Sunday, October 4, 2009

Jealousy or selfishness?

I was trying to think about why, psychologically, people would be reticent to give up something of theirs to those who are already better off than them. I tried to have a dialogue with myself (and not be crazy, but that's kind of hard to do), and when I would ask myself, "Why do you not wish to give money to those who have more than you?" my answer was something along the lines of "they don't need any more, I need it more than they do." The other answer I would occassionally give was "they're already better off than me." These answers seem to embody selfishness and jealousy.
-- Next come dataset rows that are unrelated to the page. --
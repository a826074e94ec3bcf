//! Mutable replay state and the run result.

use chrono::{NaiveDate, NaiveDateTime};
use serde::{Deserialize, Serialize};
use std::collections::BTreeMap;

use super::lifecycle::OpenTrade;
use crate::domain::{Trade, TradeIdGen};
use crate::records::FillRecord;
use crate::risk::RiskLedger;

/// Equity marked at one bar close: realized equity plus the open remainder.
#[derive(Debug, Clone, Copy, PartialEq, Serialize, Deserialize)]
pub struct EquityPoint {
    pub timestamp: NaiveDateTime,
    pub equity: f64,
}

/// State that evolves bar by bar during the replay.
pub struct EngineState {
    pub ledger: RiskLedger,
    pub ids: TradeIdGen,
    /// At most one position at a time.
    pub open: Option<OpenTrade>,
    /// Entries opened per calendar day.
    pub entries_per_day: BTreeMap<NaiveDate, u32>,
    pub trades: Vec<Trade>,
    pub fills: Vec<FillRecord>,
    pub equity_curve: Vec<EquityPoint>,
    pub signal_count: usize,
    pub event_count: usize,
    pub rejected_count: usize,
}

impl EngineState {
    pub fn new(ledger: RiskLedger) -> Self {
        Self {
            ledger,
            ids: TradeIdGen::default(),
            open: None,
            entries_per_day: BTreeMap::new(),
            trades: Vec::new(),
            fills: Vec::new(),
            equity_curve: Vec::new(),
            signal_count: 0,
            event_count: 0,
            rejected_count: 0,
        }
    }

    pub fn entries_on(&self, day: NaiveDate) -> u32 {
        self.entries_per_day.get(&day).copied().unwrap_or(0)
    }

    /// Realized equity plus the mark-to-market of the open trade.
    pub fn marked_equity(&self, unrealized: f64) -> f64 {
        self.ledger.equity() + unrealized
    }

    pub fn into_result(self, bar_count: usize, warmup_bars: usize) -> RunResult {
        RunResult {
            final_equity: self.ledger.equity(),
            trades: self.trades,
            fills: self.fills,
            equity_curve: self.equity_curve,
            signal_count: self.signal_count,
            event_count: self.event_count,
            rejected_count: self.rejected_count,
            bar_count,
            warmup_bars,
            ledger: self.ledger,
        }
    }
}

/// Result of a complete replay.
#[derive(Debug, Clone)]
pub struct RunResult {
    /// Closed trades in exit order.
    pub trades: Vec<Trade>,
    /// Every entry, partial and exit fill.
    pub fills: Vec<FillRecord>,
    /// Marked equity at each M5 bar close.
    pub equity_curve: Vec<EquityPoint>,
    pub final_equity: f64,
    /// Total M5 bars processed.
    pub bar_count: usize,
    /// Longest indicator lookback across the configured columns.
    pub warmup_bars: usize,
    /// Non-NONE signals reported by the model.
    pub signal_count: usize,
    pub event_count: usize,
    /// Signals refused at admission.
    pub rejected_count: usize,
    /// Final ledger snapshot with per-day and per-week records.
    pub ledger: RiskLedger,
}

impl RunResult {
    pub fn total_pnl(&self) -> f64 {
        self.ledger.total_realized_pnl()
    }

    /// Largest fractional peak-to-trough fall of the marked equity curve.
    pub fn max_drawdown(&self) -> f64 {
        let mut peak = f64::NEG_INFINITY;
        let mut worst: f64 = 0.0;
        for point in &self.equity_curve {
            peak = peak.max(point.equity);
            if peak > 0.0 {
                worst = worst.max((peak - point.equity) / peak);
            }
        }
        worst
    }
}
A question to be asked, then, is whether or not it is really selfish to think that I need money that (for the sake of the argument) I have worked hard to earn more than somebody who already has more than I will ever have in my entire lifetime. My immediate response is no, of course, because I don't want to be selfish. However, upon further reflection, I really think it is seflish, especially if I am trying to propone an elitist view. What if all that other person needs is one more dollar and he'll create the cure for cancer or the newest and best computer that will in turn lead someone else to create something equally spectacular? It does seem selfish to me.

I think it is also definitely jealousy. If someone is better or smarter or more wealthy than I am, I would feel jealous if he or she ended up with all of the money or books or whatever in the world simply because the person is better than I am in some way.

So I guess the point to all of this is that I (and other people probably) need to be less selfish and jealous if we are to accept my ethical theory.